After he left teaching, Burrus started six companies over the span of a few years, of which three were national leaders in the first year, and five were turning a profit in the same timeframe. But when the time came to decide whether to expand his company that manufactured his planes or to sell, the decision was an easy one.
“When I’m really old, looking back at my life and noting that this is how I made my money—this is what I did for a living—would I think it was worth it? In my heart I knew I wanted to get back to education in some form.”

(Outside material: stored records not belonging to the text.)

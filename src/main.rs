//! Service entry point.
//!
//! Loads configuration, installs tracing, wires the adapters around one
//! process-wide fan-out executor and serves the HTTP API until Ctrl+C.

use std::process::ExitCode;

use multiples_sync::api::create_router;
use multiples_sync::infrastructure::{AppConfig, AppDependencies, init_tracing};
use tokio::net::TcpListener;
use tower_http::trace::TraceLayer;

#[tokio::main]
async fn main() -> ExitCode {
    let (config, config_error) = match AppConfig::from_env() {
        Ok(config) => (config, None),
        Err(error) => (AppConfig::default(), Some(error)),
    };
    init_tracing(config.log_format);

    tracing::info!("Starting multiples-sync...");
    if let Some(error) = config_error {
        tracing::warn!("Failed to load configuration from environment: {error}");
        tracing::info!("Using default configuration");
    }
    tracing::info!(
        "Configuration loaded: host={}, port={}, fan_out_workers={}",
        config.app_host,
        config.app_port,
        config.fan_out_workers
    );

    let bind_address = config.bind_address();
    let dependencies = match AppDependencies::connect(config).await {
        Ok(dependencies) => dependencies,
        Err(error) => {
            tracing::error!("Failed to initialise dependencies: {error}");
            return ExitCode::FAILURE;
        }
    };

    let app = create_router(dependencies).layer(TraceLayer::new_for_http());

    let listener = match TcpListener::bind(&bind_address).await {
        Ok(listener) => listener,
        Err(error) => {
            tracing::error!("Failed to bind {bind_address}: {error}");
            return ExitCode::FAILURE;
        }
    };
    tracing::info!("multiples-sync started on http://{bind_address}");
    tracing::info!("Available endpoints:");
    tracing::info!("  POST /multiples/bulk-create - Create or extend a multiple");
    tracing::info!("  POST /multiples/bulk-update - Update, regroup or move cases");
    tracing::info!("  GET  /health                - Health check");

    if let Err(error) = axum::serve(listener, app)
        .with_graceful_shutdown(shutdown_signal())
        .await
    {
        tracing::error!("Server error: {error}");
        return ExitCode::FAILURE;
    }

    tracing::info!("multiples-sync stopped");
    ExitCode::SUCCESS
}

async fn shutdown_signal() {
    match tokio::signal::ctrl_c().await {
        Ok(()) => tracing::info!("Shutdown signal received"),
        Err(error) => {
            tracing::error!("Failed to listen for Ctrl+C: {error}");
            std::future::pending::<()>().await;
        }
    }
}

Appropriately, his next venture combined his love of education with his business acumen. Burrus sold his companies and founded Burrus Research, a consulting and strategic advising firm that helps leaders build businesses that can anticipate and innovate for future success. At the time, he identified 20 technologies that would be driving forces in the future, and to prove Burrus’s expertise, all have come true in some form or another
The key to his strategy is disseminating hard and soft future trends, and assisting companies by applying this knowledge to each business plan and strategy to help them get a jump on the competition.

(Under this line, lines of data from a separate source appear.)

//! FanOutExecutor against the in-memory case store.

mod common;

use std::sync::Arc;
use std::time::Duration;

use common::{Harness, reference, refs, test_config};
use multiples_sync::application::{
    BulkCreation, CaseStoreError, FanOutExecutor, FanOutItem, PropagationMode, RetryPolicy,
    RoundStatus,
};
use multiples_sync::domain::{ChangeSet, MultipleCase, MultipleReference, SingleCase};
use multiples_sync::infrastructure::{AppConfig, InMemoryCaseStore};
use rstest::rstest;

const CASES: [&str; 5] = [
    "1800001/2024",
    "1800002/2024",
    "1800003/2024",
    "1800004/2024",
    "1800005/2024",
];

fn store() -> InMemoryCaseStore {
    InMemoryCaseStore::with_cases(CASES.iter().map(|value| SingleCase::new(reference(value))))
}

fn executor(store: &InMemoryCaseStore, retry: RetryPolicy) -> FanOutExecutor {
    FanOutExecutor::try_new(Arc::new(store.clone()), "ET_EnglandWales", 2, retry).unwrap()
}

fn attach_all() -> Vec<FanOutItem> {
    let multiple = MultipleReference::new("6000001").unwrap();
    CASES
        .iter()
        .map(|value| FanOutItem::new(reference(value), ChangeSet::attach(multiple.clone(), false)))
        .collect()
}

// =============================================================================
// Executor
// =============================================================================

#[rstest]
#[tokio::test]
async fn third_of_five_failing_leaves_four_applied() {
    let store = store();
    store.fail_always(reference(CASES[2]), CaseStoreError::Transport("connection reset".to_string()));

    let report = executor(&store, RetryPolicy::no_retry()).execute(attach_all()).await;

    assert_eq!(report.total(), 5);
    assert_eq!(report.applied.len(), 4);
    assert_eq!(report.failures.len(), 1);
    assert_eq!(report.failures[0].case_reference, reference(CASES[2]));
    assert_eq!(
        report.failures[0].to_string(),
        "case 1800003/2024 failed: transport error: connection reset"
    );
    assert!(store.case(&reference(CASES[2])).unwrap().multiple_reference.is_none());
    assert!(store.case(&reference(CASES[4])).unwrap().multiple_reference.is_some());
}

#[rstest]
#[tokio::test]
async fn transient_failure_is_retried() {
    let store = store();
    store.fail_on(reference(CASES[0]), CaseStoreError::Timeout(100), 2);
    let retry = RetryPolicy {
        max_attempts: 3,
        base_backoff: Duration::from_millis(1),
    };

    let report = executor(&store, retry).execute(attach_all()).await;

    assert!(report.is_complete());
    let attempts = store
        .submissions()
        .iter()
        .filter(|(case, _)| case == &reference(CASES[0]))
        .count();
    assert_eq!(attempts, 3);
}

#[rstest]
#[tokio::test]
async fn permanent_failure_is_not_retried() {
    let store = store();
    store.fail_always(reference(CASES[1]), CaseStoreError::Conflict("locked".to_string()));
    let retry = RetryPolicy {
        max_attempts: 5,
        base_backoff: Duration::from_millis(1),
    };

    let report = executor(&store, retry).execute(attach_all()).await;

    assert_eq!(report.failures.len(), 1);
    assert_eq!(store.submissions().len(), 5);
}

#[rstest]
#[tokio::test]
async fn empty_input_returns_empty_report() {
    let report = executor(&store(), RetryPolicy::default()).execute(Vec::new()).await;

    assert_eq!(report.total(), 0);
    assert!(report.is_complete());
}

// =============================================================================
// Through a Creation Round
// =============================================================================

#[rstest]
#[tokio::test]
async fn partial_round_commits_only_written_cases() {
    let harness = Harness::with_config(
        AppConfig {
            retry: RetryPolicy::no_retry(),
            ..test_config()
        },
        &CASES,
    );
    harness
        .cases
        .fail_always(reference(CASES[2]), CaseStoreError::Transport("connection reset".to_string()));

    let outcome = harness
        .dependencies
        .creation_coordinator()
        .create_bulk(BulkCreation {
            multiple: MultipleCase::new("Acme Ltd"),
            requested: refs(&CASES),
            matched: Vec::new(),
            mode: PropagationMode::SynchronousFanOut,
        })
        .await
        .unwrap();

    assert_eq!(outcome.status(), RoundStatus::Partial { failed: 1 });
    assert_eq!(
        Harness::describe(&outcome.multiple),
        vec!["1800001/2024*", "1800002/2024", "1800004/2024", "1800005/2024"]
    );
    assert_eq!(outcome.multiple.case_counter(), 4);
    assert!(outcome.multiple.check_invariants().is_ok());
}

So what are hard and soft trends? In the simplest of definitions, hard trends are future facts—they will happen. Soft trends Burrus research defined as “future maybes”.
“There are three categories of hard trends: technology, demographics, and government regulations,” he said. “You cannot keep hard trends from happening, but soft trends are things you can influence.”
So Burrus quizzed me: is bitcoin a hard or soft trend? My answer came out as a question, but I got it right: soft. Cryptocurrency—a digitial currency that is regulated through encryption techniques—is the hard trend. Bitcoin’s success depends on whether or not something better comes along, meaning it could be the frontrunner in the industry or fade into soft trend obscurity.
What about the aging Baby Boomer population? That’s a hard trend: people are getting older, and healthcare costs will increase.
“A business’s goal should not be to keep up with competitors, but how you can distance the business from the competition in the future.”
The line between hard trends and soft trends became murky for me after that, as our conversation turned to recent research the U.S. released about the growing number of people who will have certain health ailments—Parkinson’s Disease, obesity, etc.—by 2020. Although the phrasing on the report led the reader to believe that this will happen, it doesn’t have to.
“The report was pulled together to figure out how much we’re going to need to pay for this soft trend of increasing disease and health risks. But instead, shouldn’t we start figuring out how to prevent this from happening?” Burrus said. ”If we can do that, these huge expenditures could potentially be avoided.”
These hard and soft trends have driven Burrus Research to work with and help improve business for numerous Fortune 500 companies over its 30-plus year history, including IBM. The tech company’s relationship with Burrus Research has been a long one that cumulated in a meeting Daniel Burrus had with its top executives a few years back.